Using Aspose Words (Java v21.4). Reproduced on MacOS and Linux.
I’ve created a test case which simulates what our code is doing (I can’t share our actual code). We’re calling getRectangle() on the layout enumerator in order to get the bounding box and page index information for each line of text. This works for most of the documents we process, but we see 2 problems:
- For some documents we see a NullPointerException when calling getRectangle().
- For some documents calling getEntity() on the layout collector returns null.
Attaching a Word doc which demonstrates both issues LayoutEnumeratorNPE.docx (15.2 KB).
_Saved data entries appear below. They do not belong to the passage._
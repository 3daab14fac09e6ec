//! Pre-trade risk chain — sizers propose quantity, rules clamp or veto.
//!
//! A `RiskChain` turns trade intent into a concrete order: the sizer picks a
//! quantity from the current context, then each rule in order either passes
//! the order through (possibly with a clamped quantity) or vetoes it.

use crate::domain::{Order, OrderKind, OrderSide, TimeInForce};

/// Snapshot of account state the chain evaluates against.
#[derive(Debug, Clone, Copy, PartialEq)]
pub struct RiskContext {
    /// Signed current position quantity.
    pub position_qty: f64,
    /// Capital available for sizing.
    pub capital: f64,
    /// Most recent trade price for notional estimates.
    pub last_price: f64,
}

/// One pre-trade check. Returns the (possibly clamped) order, or `None` to
/// veto it.
pub trait RiskRule {
    fn name(&self) -> &str;
    fn apply(&self, order: Order, ctx: &RiskContext) -> Option<Order>;
}

/// Caps total absolute position quantity.
#[derive(Debug, Clone)]
pub struct MaxPositionQty {
    pub max_qty: f64,
}

impl RiskRule for MaxPositionQty {
    fn name(&self) -> &str {
        "max_position_qty"
    }

    fn apply(&self, mut order: Order, ctx: &RiskContext) -> Option<Order> {
        let available = self.max_qty - ctx.position_qty.abs();
        if available <= 0.0 {
            return None;
        }
        let allowed = order.quantity.min(available);
        if allowed <= 0.0 {
            return None;
        }
        order.quantity = allowed;
        Some(order)
    }
}

/// Caps single-order notional at the last trade price.
#[derive(Debug, Clone)]
pub struct MaxNotional {
    pub max_notional: f64,
}

impl RiskRule for MaxNotional {
    fn name(&self) -> &str {
        "max_notional"
    }

    fn apply(&self, mut order: Order, ctx: &RiskContext) -> Option<Order> {
        let price = ctx.last_price.max(1e-12);
        let max_qty = self.max_notional / price;
        let allowed = order.quantity.min(max_qty);
        if allowed <= 0.0 {
            return None;
        }
        order.quantity = allowed;
        Some(order)
    }
}

/// Turns context into a proposed order quantity.
pub trait OrderSizer {
    fn name(&self) -> &str;
    fn size(&self, ctx: &RiskContext) -> f64;
}

/// Always the same quantity.
#[derive(Debug, Clone)]
pub struct FixedSizer {
    pub qty: f64,
}

impl OrderSizer for FixedSizer {
    fn name(&self) -> &str {
        "fixed"
    }

    fn size(&self, _ctx: &RiskContext) -> f64 {
        self.qty
    }
}

/// A fraction of capital, converted to quantity at the last price.
#[derive(Debug, Clone)]
pub struct PercentNotionalSizer {
    /// Fraction of capital per trade, in (0, 1].
    pub percent: f64,
}

impl OrderSizer for PercentNotionalSizer {
    fn name(&self) -> &str {
        "percent_notional"
    }

    fn size(&self, ctx: &RiskContext) -> f64 {
        if ctx.last_price <= 0.0 {
            return 0.0;
        }
        (ctx.capital * self.percent) / ctx.last_price
    }
}

/// Sizer + ordered rules.
#[derive(Default)]
pub struct RiskChain {
    rules: Vec<Box<dyn RiskRule>>,
    sizer: Option<Box<dyn OrderSizer>>,
}

impl RiskChain {
    pub fn new() -> Self {
        Self::default()
    }

    pub fn with_sizer(mut self, sizer: impl OrderSizer + 'static) -> Self {
        self.sizer = Some(Box::new(sizer));
        self
    }

    pub fn with_rule(mut self, rule: impl RiskRule + 'static) -> Self {
        self.rules.push(Box::new(rule));
        self
    }

    /// Size and check a trade intent. `None` when there is no sizer, the
    /// sized quantity is non-positive, or any rule vetoes.
    pub fn propose(
        &self,
        symbol: &str,
        side: OrderSide,
        kind: OrderKind,
        tif: TimeInForce,
        ctx: &RiskContext,
    ) -> Option<Order> {
        let sizer = self.sizer.as_ref()?;
        let qty = sizer.size(ctx);
        if qty <= 0.0 || !qty.is_finite() {
            return None;
        }
        let order = Order::new(symbol, side, qty, kind).with_tif(tif);
        self.process(order, ctx)
    }

    /// Run an already-built order through the rules in order.
    pub fn process(&self, order: Order, ctx: &RiskContext) -> Option<Order> {
        let mut current = order;
        for rule in &self.rules {
            current = rule.apply(current, ctx)?;
        }
        Some(current)
    }
}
Example code to trigger the problem is below:
// For each paragraph print the span bounding box
NodeCollection<Paragraph> paras = doc.getChildNodes(NodeType.PARAGRAPH, true);
for (Paragraph para : paras) {
Object layoutEntity = layoutCollector.getEntity(para);
if (layoutEntity == null) {
System.out.println("Unable to get layout entity for " + para);
continue;
}
layoutEnumerator.setCurrent(layoutEntity);
layoutEnumerator.moveParent();
// For each line in the paragraph...
int lineNo = 0;
do {
if (layoutEnumerator.getType() == LayoutEntityType.LINE) {
layoutEnumerator.moveFirstChild();
// For each span within the line...
int spanNo = 0;
do {
String id = String.format("paragraph=[%s], line=%d, span=%d", para, lineNo, spanNo);
try {
if (layoutEnumerator.getType() == LayoutEntityType.SPAN) {
Float bounds = layoutEnumerator.getRectangle();
int pageIndex = layoutEnumerator.getPageIndex();
System.out.println(id + " page=" + pageIndex + ", bounds=" + bounds);
}
} catch (Exception ex) {
LOG.warn("Error occurred getting layout information for " + id, ex);
}
spanNo++;
} while (layoutEnumerator.moveNext());
layoutEnumerator.moveParent();
lineNo++;
}
} while (layoutEnumerator.movePreviousLogical());
}
The output from this is as follows (including our own debugging/DOM trace):
08:50:20 [com.elsevier.dp.works.transformation.Main.main()] DEBUG com.elsevier.dp.works.transformation.aspose.AsposeWorksTransformer - Document DOM tree:
Document originalFilename=LayoutEnumeratorNPE.docx
Section 0 paperSize=A4, differentFirstPageHeaderFooter=false, oddAndEvenPagesHeaderFooter=false
Body 0.0
Paragraph 0.0.0
Run 0.0.0.0 text=Layout enumerator NPE
Paragraph 1.0.0
Paragraph 2.0.0
Paragraph 3.0.0
Shape 0.3.0.0 shapeType=RECTANGLE
Paragraph 0.0.3.0.0
Paragraph 4.0.0
paragraph=[Paragraph 0.0.0], line=0, span=0 page=1, bounds=java.awt.geom.Rectangle2D$Float[x=72.0,y=72.0,w=32.877,h=14.648]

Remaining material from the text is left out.